A peace compromised or a compromised peace?
ROBIN SAYAMI |
There must be something in our national psyche that makes the Nepali mood swing so swiftly between irrational exuberance and incorrigible pessimism. Those who joined the April Uprising to overthrow the royal regime and those who subsequently assumed the reigns of power exuded irrepressible confidence and spoke of righting all the wrongs and writing up a brave New Nepal.
Ordinary citizens, who'd suffered through such promises in the past, were wary, and those who had lost out in the royal debacle were forlorn. Nearly a year later, the national mood is back to self-doubt and despondency.
Much has happened politically in the past year that has generated immense enthusiasm for the future. The whole state machinery, the political parties, civil society, and regional and ethnic forums had begun to focus their energies on the task of holding the elections to the constituent assembly. For a moment it seemed as if we could all live together happily ever after.
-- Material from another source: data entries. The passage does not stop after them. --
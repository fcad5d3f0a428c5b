// SPDX-License-Identifier: AGPL-3.0-or-later
//
// Copyright (C) 2026 Fundbridge Contributors

//! Postgres-backed storage.
//!
//! One repository per table over a shared [`sqlx::PgPool`]; migrations are
//! embedded and applied at startup. [`load_state`] assembles the dashboard
//! state and reports absence when setup has not run yet.

pub mod models;
pub mod repository;

pub use models::{Currency, DashboardState, Investor, Issuer, WrappedToken};
pub use repository::{
    CurrencyRepository, InvestorRepository, IssuerRepository, WrappedTokenRepository,
};

use sqlx::PgPool;

use crate::ledger::types::NETWORK_TESTNET;

/// Storage errors.
#[derive(Debug, thiserror::Error)]
pub enum StorageError {
    #[error("Database error: {0}")]
    Database(#[from] sqlx::Error),

    #[error("Not found: {0}")]
    NotFound(String),
}

pub type StorageResult<T> = Result<T, StorageError>;

/// Embedded migrations, applied at startup.
pub static MIGRATOR: sqlx::migrate::Migrator = sqlx::migrate!("./migrations");

/// Load the full dashboard state.
///
/// Returns `None` until setup has produced issuers, investors and
/// currencies; a partially seeded database reads as "not set up".
pub async fn load_state(pool: &PgPool) -> StorageResult<Option<DashboardState>> {
    let issuers = IssuerRepository::new(pool).list().await?;
    if issuers.is_empty() {
        return Ok(None);
    }

    let investors = InvestorRepository::new(pool).list().await?;
    let currencies = CurrencyRepository::new(pool).list().await?;
    let wrapped_tokens = WrappedTokenRepository::new(pool).list().await?;

    if investors.is_empty() || currencies.is_empty() {
        return Ok(None);
    }

    Ok(Some(DashboardState {
        network: NETWORK_TESTNET.to_string(),
        issuers,
        investors,
        currencies,
        wrapped_tokens,
        distributed: true,
    }))
}
use burn::tensor::{backend::Backend, Device, Distribution, Tensor};
use lv_core::error::Result;
use lv_preview::IntermediateState;

/// Shape and schedule of a synthetic run
#[derive(Clone, Debug)]
pub struct SamplerConfig {
    pub steps: usize,
    pub order: usize,
    pub channels: usize,
    pub latent_size: usize,
    pub predict_original: bool,
}

impl SamplerConfig {
    /// Reported step indices; second order solvers report each evaluation
    pub fn total_steps(&self) -> usize {
        self.steps * self.order.max(1)
    }
}

/// Stand-in for a diffusion scheduler.
///
/// Latents move linearly from gaussian noise to a fixed smooth pattern, so
/// previews visibly sharpen over the run without any model weights.
pub struct SyntheticSampler<B: Backend> {
    config: SamplerConfig,
    target: Tensor<B, 4>,
    noise: Tensor<B, 4>,
}

impl<B: Backend> SyntheticSampler<B> {
    pub fn new(config: SamplerConfig, device: &Device<B>) -> Self {
        let shape = [1, config.channels, config.latent_size, config.latent_size];
        let target = target_pattern(config.channels, config.latent_size, device);
        let noise = Tensor::random(shape, Distribution::Normal(0.0, 1.0), device);

        Self { config, target, noise }
    }

    pub fn config(&self) -> &SamplerConfig {
        &self.config
    }

    /// Run the schedule, calling `on_step` after every iteration.
    ///
    /// Stops at the first error from `on_step` and returns it; otherwise
    /// returns the number of steps reported.
    pub fn run<F>(&self, mut on_step: F) -> Result<usize>
    where
        F: FnMut(&IntermediateState<B>) -> Result<()>,
    {
        let total_steps = self.config.total_steps();

        for step in 1..=total_steps {
            let alpha = step as f32 / total_steps as f32;
            let latents = self.target.clone().mul_scalar(alpha)
                + self.noise.clone().mul_scalar(1.0 - alpha);

            let mut state = IntermediateState::new(step, total_steps, self.config.order, latents);
            if self.config.predict_original {
                // The denoised estimate carries a quarter of the remaining noise
                let predicted = self.target.clone()
                    + self.noise.clone().mul_scalar((1.0 - alpha) * 0.25);
                state = state.with_predicted_original(predicted);
            }

            on_step(&state)?;
        }

        Ok(total_steps)
    }
}

/// Interference bands, a different phase per channel, within [-0.8, 0.8]
fn target_pattern<B: Backend>(channels: usize, size: usize, device: &Device<B>) -> Tensor<B, 4> {
    let freq = std::f32::consts::TAU / size.max(1) as f32;
    let mut values = Vec::with_capacity(channels * size * size);

    for c in 0..channels {
        let phase = c as f32 * 0.7;
        for y in 0..size {
            for x in 0..size {
                let v = (x as f32 * freq * 2.0 + phase).sin() * (y as f32 * freq + phase).cos();
                values.push(v * 0.8);
            }
        }
    }

    Tensor::<B, 1>::from_floats(values.as_slice(), device).reshape([1, channels, size, size])
}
Alas, except for just the small matter of the South that had been forgotten during the celebrations. The sudden violence that engulfed the eastern Tarai left April's triumphant paradigm in tatters. There was the sight of mighty leaders and their auxiliary intelligentsia first dismissing the Madhesi uprising as the handiwork of a few miscreants, then threatening the use of force to put out fires supposedly ignited by fundamentalists and reactionaries, and finally making a 180-degree turn to embrace the same revolt as their own - all within a week.
While it is understandable that the eight-party ruling coalition should differ on ideology and policy, it displayed consensus on the nature of the malaise that has been afflicting the Nepali nation. Over the years, especially during the past year, the '238-year old monarchy' has been identified as the single most unremitting evil that has plagued the country politically, economically, and culturally. According to this explanatory matrix, subscribed to by the political parties and civil society formations, and endorsed by the Indian establishment and the west, this country can not hope for salvation as long as the author of the unitary state and the 'feudal' Hindu culture, the House of Gorkha, is done away with.
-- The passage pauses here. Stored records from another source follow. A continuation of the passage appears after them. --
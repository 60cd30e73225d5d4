use burn::tensor::module::conv2d;
use burn::tensor::ops::ConvOptions;
use burn::tensor::{backend::Backend, Tensor};
use image::RgbImage;
use lv_core::error::{Error, Result};

use crate::profiles::AdaptedProfile;
use crate::state::LatentSample;

/// Turns a latent sample into a small RGB raster, one pixel per latent cell
pub trait LatentProjector<B: Backend> {
    fn project(&self, sample: LatentSample<B>, profile: &AdaptedProfile<B>) -> Result<RgbImage>;
}

/// Per-cell linear color fit, optionally smoothed.
///
/// Cheap and lossy: this is not the autoencoder decode, only an estimate
/// good enough to watch an image take shape.
#[derive(Clone, Copy, Debug, Default)]
pub struct LinearProjector;

impl<B: Backend> LatentProjector<B> for LinearProjector {
    fn project(&self, sample: LatentSample<B>, profile: &AdaptedProfile<B>) -> Result<RgbImage> {
        let sample = sample.into_first();
        let [channels, height, width] = sample.dims();

        if channels != profile.latent_channels() {
            return Err(Error::InvalidSample(format!(
                "Expected {} latent channels, got {}",
                profile.latent_channels(),
                channels
            )));
        }

        // [C, H, W] -> [H*W, C] -> [H*W, 3]
        let cells = sample.reshape([channels, height * width]).swap_dims(0, 1);
        let mut rgb = cells.matmul(profile.factors.clone());

        if let Some(kernel) = &profile.kernel {
            rgb = smooth(rgb, kernel.clone(), height, width);
        }

        to_rgb_image(rgb, height, width)
    }
}

/// Depthwise 3x3 convolution over [H*W, 3] colors, zero padded so the
/// spatial size is unchanged
fn smooth<B: Backend>(rgb: Tensor<B, 2>, kernel: Tensor<B, 4>, height: usize, width: usize) -> Tensor<B, 2> {
    let planes = rgb.swap_dims(0, 1).reshape([1, 3, height, width]);
    let options = ConvOptions::new([1, 1], [1, 1], [1, 1], 3);
    let planes = conv2d(planes, kernel, None, options);

    planes.reshape([3, height * width]).swap_dims(0, 1)
}

/// Map [-1, 1] to bytes; values outside are clamped, fractions truncated
fn to_rgb_image<B: Backend>(rgb: Tensor<B, 2>, height: usize, width: usize) -> Result<RgbImage> {
    let scaled = rgb
        .add_scalar(1.0)
        .div_scalar(2.0)
        .clamp(0.0, 1.0)
        .mul_scalar(255.0);

    let bytes: Vec<u8> = scaled
        .into_data()
        .iter::<f32>()
        .map(|v| v as u8)
        .collect();

    RgbImage::from_raw(width as u32, height as u32, bytes).ok_or_else(|| {
        Error::InvalidSample(format!("Projected buffer does not fit a {}x{} image", width, height))
    })
}
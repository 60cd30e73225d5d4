use std::path::PathBuf;

use clap::{Parser, ValueHint};
use lv_core::BaseModel;

use crate::sampler::SamplerConfig;

#[derive(Parser, Debug)]
#[command(
    author,
    version,
    about = "Run a synthetic diffusion schedule and write latent previews for every step"
)]
pub struct Cli {
    /// Base model whose latent layout is previewed (sd-1, sd-2, sdxl, sdxl-refiner, sd-3, cogview4, flux)
    #[arg(long, default_value = "sdxl")]
    pub architecture: BaseModel,

    /// Denoising steps
    #[arg(long, default_value_t = 20)]
    pub steps: usize,

    /// Solver order; order 2 reports two evaluations per step
    #[arg(long, default_value_t = 1, value_parser = clap::value_parser!(u8).range(1..=2))]
    pub order: u8,

    /// Latent grid edge length in cells
    #[arg(long, default_value_t = 64)]
    pub latent_size: usize,

    /// Directory receiving one PNG per step
    #[arg(long, default_value = "previews", value_hint = ValueHint::DirPath)]
    pub output_dir: PathBuf,

    /// Request cancellation once this many steps have been reported
    #[arg(long)]
    pub cancel_after: Option<usize>,

    /// Preview the noisy latents instead of the solver's denoised estimate
    #[arg(long)]
    pub no_predicted_original: bool,
}

impl Cli {
    pub fn sampler_config(&self, channels: usize) -> SamplerConfig {
        SamplerConfig {
            steps: self.steps,
            order: self.order as usize,
            channels,
            latent_size: self.latent_size,
            predict_original: !self.no_predicted_original,
        }
    }
}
If this is the considered and principled conclusion of the victors of the April Uprising, what is delaying the declaration of a Nepali republic? What the king offered on 24 April 2006 after 19 days of urban uprising was an unconditional surrender: the crown has already put its head on the chopping block. It is now up to the victors to carry their conviction to its logical conclusion, roll up their sleeves, and get on with the real task of creating jobs, health care, and education for the masses.
Enough pulpit pyrotechnics: people need bread, not just circuses. As the Speaker has reminded the politicians on several occasions, the parliament that has been resurrected on the strength of the revolt has unlimited powers, including the one to terminate the monarchy permanently. If this is the political reality, the constituent assembly might turn out to be another dogmatic fetish that serves no practical purpose. What can the constituent assembly possibly accomplish that the existing legislature can't? Since the communist and liberal parties that have passionately espoused the anti-monarchy line have complete control over the 330-member interim parliament, a proposal for a federal republic or any other restructuring that is deemed fit could sail through with an absolute majority.
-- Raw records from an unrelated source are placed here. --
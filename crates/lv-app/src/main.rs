mod cli;
mod sampler;
mod worker;

use clap::Parser;
use lv_core::CancelFlag;
use lv_preview::StepCallback;

use crate::cli::Cli;
use crate::sampler::SyntheticSampler;
use crate::worker::{PreviewWorker, WorkerResponse};

#[cfg(feature = "wgpu")]
type AppBackend = burn_wgpu::Wgpu;

#[cfg(not(feature = "wgpu"))]
type AppBackend = burn_ndarray::NdArray;

fn main() -> anyhow::Result<()> {
    env_logger::init();

    let cli = Cli::parse();

    println!("🔭 Latent Preview");
    println!("=================\n");

    // Fail before sampling if the architecture cannot be previewed
    let profile = lv_preview::resolve(cli.architecture)?;

    let device = Default::default();
    let sampler = SyntheticSampler::<AppBackend>::new(cli.sampler_config(profile.latent_channels()), &device);
    log::info!(
        "Sampling {} steps (order {}) with the {} preview profile",
        sampler.config().total_steps(),
        sampler.config().order,
        profile.name
    );

    let mut worker = PreviewWorker::new(cli.output_dir.clone())?;
    let mut sink = worker.sink();
    let cancel = CancelFlag::new();
    let callback = StepCallback::default();

    let outcome = sampler.run(|state| {
        callback.on_step(&mut sink, state, cli.architecture, &cancel)?;

        if cli.cancel_after == Some(state.step) {
            log::info!("Requesting cancellation after step {}", state.step);
            cancel.cancel();
        }
        Ok(())
    });

    worker.shutdown();

    let mut saved = 0;
    let mut last_progress = 0.0;
    while let Some(response) = worker.try_recv_response() {
        match response {
            WorkerResponse::Saved { index, path } => {
                log::debug!("Preview {} -> {}", index, path.display());
                saved += 1;
            }
            WorkerResponse::Progress(p) => last_progress = p,
            WorkerResponse::Error(e) => log::error!("{}", e),
        }
    }

    match outcome {
        Ok(steps) => {
            println!("✓ {} steps, {} previews in {}", steps, saved, cli.output_dir.display());
        }
        Err(e) if e.is_canceled() => {
            println!(
                "✗ Canceled at {:.0}%, {} previews in {}",
                last_progress * 100.0,
                saved,
                cli.output_dir.display()
            );
        }
        Err(e) => return Err(e.into()),
    }

    Ok(())
}
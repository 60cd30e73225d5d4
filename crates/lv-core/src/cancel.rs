use std::sync::Arc;
use std::sync::atomic::{AtomicBool, Ordering};

/// Cooperative cancellation predicate, queried once at the start of each step
pub trait CancellationCheck {
    fn is_canceled(&self) -> bool;
}

impl<F> CancellationCheck for F
where
    F: Fn() -> bool,
{
    fn is_canceled(&self) -> bool {
        self()
    }
}

/// Shared cancellation flag.
///
/// Clones observe the same flag, so a UI or signal thread can keep one
/// handle while the sampling loop checks another.
#[derive(Clone, Debug, Default)]
pub struct CancelFlag {
    canceled: Arc<AtomicBool>,
}

impl CancelFlag {
    pub fn new() -> Self {
        Self::default()
    }

    /// Request cancellation; takes effect at the next step boundary
    pub fn cancel(&self) {
        self.canceled.store(true, Ordering::SeqCst);
    }
}

impl CancellationCheck for CancelFlag {
    fn is_canceled(&self) -> bool {
        self.canceled.load(Ordering::SeqCst)
    }
}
This ambivalence is encoded, perhaps unwittingly, in the 2006 treaty that was signed between the seven party government and the Maoists. The historic deal was not christened shanti sahamati (peace agreement) or shanti sandhi (peace treaty) but shanti samjhauta (peace compromise, or compromised peace). Does the choice of words convey that the deal was a negative convenience for both parties rather than a positive consensus? The interpretive slippage between compromise and agreement perhaps reveals something about the quality of the new peace.
Nepali Times is reprinting this Guest Column as a tribute to Saubhagya Shah, who was assistant professor and coordinator of the Conflict, Peace and Development Studies program at Tribhuvan University.